- Instructions for the task -
Set out exactly, line by line, the stretch of data below that begins at the line containing "mod storage;" and ends at the line containing "let args = Args::parse();", with both ends kept.

┌──

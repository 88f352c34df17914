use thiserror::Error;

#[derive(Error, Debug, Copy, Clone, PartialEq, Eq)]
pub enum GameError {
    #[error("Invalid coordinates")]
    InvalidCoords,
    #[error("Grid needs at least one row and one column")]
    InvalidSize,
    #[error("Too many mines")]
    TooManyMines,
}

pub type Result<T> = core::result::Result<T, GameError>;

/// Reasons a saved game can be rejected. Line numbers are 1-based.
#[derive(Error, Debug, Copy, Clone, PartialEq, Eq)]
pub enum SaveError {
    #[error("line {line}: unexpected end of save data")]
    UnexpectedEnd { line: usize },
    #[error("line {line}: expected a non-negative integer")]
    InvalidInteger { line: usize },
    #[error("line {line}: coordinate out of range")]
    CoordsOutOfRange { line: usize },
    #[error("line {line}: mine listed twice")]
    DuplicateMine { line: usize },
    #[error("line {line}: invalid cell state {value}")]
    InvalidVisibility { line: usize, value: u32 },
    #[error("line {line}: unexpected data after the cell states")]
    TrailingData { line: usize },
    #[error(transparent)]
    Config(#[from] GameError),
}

└──
┌──

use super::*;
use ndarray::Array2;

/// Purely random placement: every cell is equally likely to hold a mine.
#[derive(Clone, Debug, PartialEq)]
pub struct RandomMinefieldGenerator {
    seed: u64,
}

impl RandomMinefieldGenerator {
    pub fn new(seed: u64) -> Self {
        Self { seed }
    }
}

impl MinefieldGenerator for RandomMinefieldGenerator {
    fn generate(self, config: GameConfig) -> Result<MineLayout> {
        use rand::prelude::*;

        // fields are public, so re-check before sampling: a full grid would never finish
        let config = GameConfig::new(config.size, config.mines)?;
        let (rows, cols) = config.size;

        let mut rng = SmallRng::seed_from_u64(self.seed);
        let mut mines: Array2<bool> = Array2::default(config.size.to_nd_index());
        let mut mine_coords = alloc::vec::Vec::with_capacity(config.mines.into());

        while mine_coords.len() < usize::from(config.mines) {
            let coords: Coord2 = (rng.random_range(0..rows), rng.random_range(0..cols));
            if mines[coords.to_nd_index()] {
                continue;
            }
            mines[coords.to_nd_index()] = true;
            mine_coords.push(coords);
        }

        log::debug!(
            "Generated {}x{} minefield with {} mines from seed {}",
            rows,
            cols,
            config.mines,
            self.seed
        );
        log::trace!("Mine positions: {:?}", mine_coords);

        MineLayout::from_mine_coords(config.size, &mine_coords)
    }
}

└──
┌──

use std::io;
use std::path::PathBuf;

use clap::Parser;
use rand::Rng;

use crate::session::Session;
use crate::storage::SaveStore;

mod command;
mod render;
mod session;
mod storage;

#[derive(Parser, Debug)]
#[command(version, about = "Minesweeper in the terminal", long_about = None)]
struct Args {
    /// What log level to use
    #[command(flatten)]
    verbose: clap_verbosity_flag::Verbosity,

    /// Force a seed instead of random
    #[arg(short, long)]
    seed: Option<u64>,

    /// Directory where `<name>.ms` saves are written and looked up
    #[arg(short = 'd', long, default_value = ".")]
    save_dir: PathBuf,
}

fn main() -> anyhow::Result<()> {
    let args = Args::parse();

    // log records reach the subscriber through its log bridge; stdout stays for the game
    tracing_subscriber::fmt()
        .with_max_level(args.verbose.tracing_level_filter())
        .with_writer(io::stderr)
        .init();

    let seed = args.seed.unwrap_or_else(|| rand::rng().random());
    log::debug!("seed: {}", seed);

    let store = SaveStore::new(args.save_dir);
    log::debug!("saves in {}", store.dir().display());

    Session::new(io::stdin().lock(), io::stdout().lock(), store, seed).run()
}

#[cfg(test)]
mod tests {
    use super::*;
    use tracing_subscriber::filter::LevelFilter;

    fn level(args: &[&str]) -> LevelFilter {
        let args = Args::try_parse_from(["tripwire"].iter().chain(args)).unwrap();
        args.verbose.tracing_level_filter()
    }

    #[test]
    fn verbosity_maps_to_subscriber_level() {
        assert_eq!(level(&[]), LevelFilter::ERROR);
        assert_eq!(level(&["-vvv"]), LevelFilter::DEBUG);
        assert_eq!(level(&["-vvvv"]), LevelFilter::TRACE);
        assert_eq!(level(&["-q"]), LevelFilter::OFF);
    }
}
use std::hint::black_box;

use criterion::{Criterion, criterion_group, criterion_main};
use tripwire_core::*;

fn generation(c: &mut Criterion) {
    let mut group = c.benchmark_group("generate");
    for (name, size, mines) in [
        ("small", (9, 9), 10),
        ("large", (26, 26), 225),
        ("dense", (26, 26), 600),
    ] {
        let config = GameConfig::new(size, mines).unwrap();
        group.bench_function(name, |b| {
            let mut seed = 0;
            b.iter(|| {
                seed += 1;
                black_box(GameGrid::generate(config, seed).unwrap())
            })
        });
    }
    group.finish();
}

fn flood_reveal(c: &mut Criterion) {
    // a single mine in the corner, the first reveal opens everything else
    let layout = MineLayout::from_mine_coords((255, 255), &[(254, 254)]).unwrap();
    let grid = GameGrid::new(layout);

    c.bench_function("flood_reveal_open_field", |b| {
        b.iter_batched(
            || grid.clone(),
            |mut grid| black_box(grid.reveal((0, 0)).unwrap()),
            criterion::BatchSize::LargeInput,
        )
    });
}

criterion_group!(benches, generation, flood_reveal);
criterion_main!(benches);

└──

- Exercise output -
mod storage;

#[derive(Parser, Debug)]
#[command(version, about = "Minesweeper in the terminal", long_about = None)]
struct Args {
    /// What log level to use
    #[command(flatten)]
    verbose: clap_verbosity_flag::Verbosity,

    /// Force a seed instead of random
    #[arg(short, long)]
    seed: Option<u64>,

    /// Directory where `<name>.ms` saves are written and looked up
    #[arg(short = 'd', long, default_value = ".")]
    save_dir: PathBuf,
}

fn main() -> anyhow::Result<()> {
    let args = Args::parse();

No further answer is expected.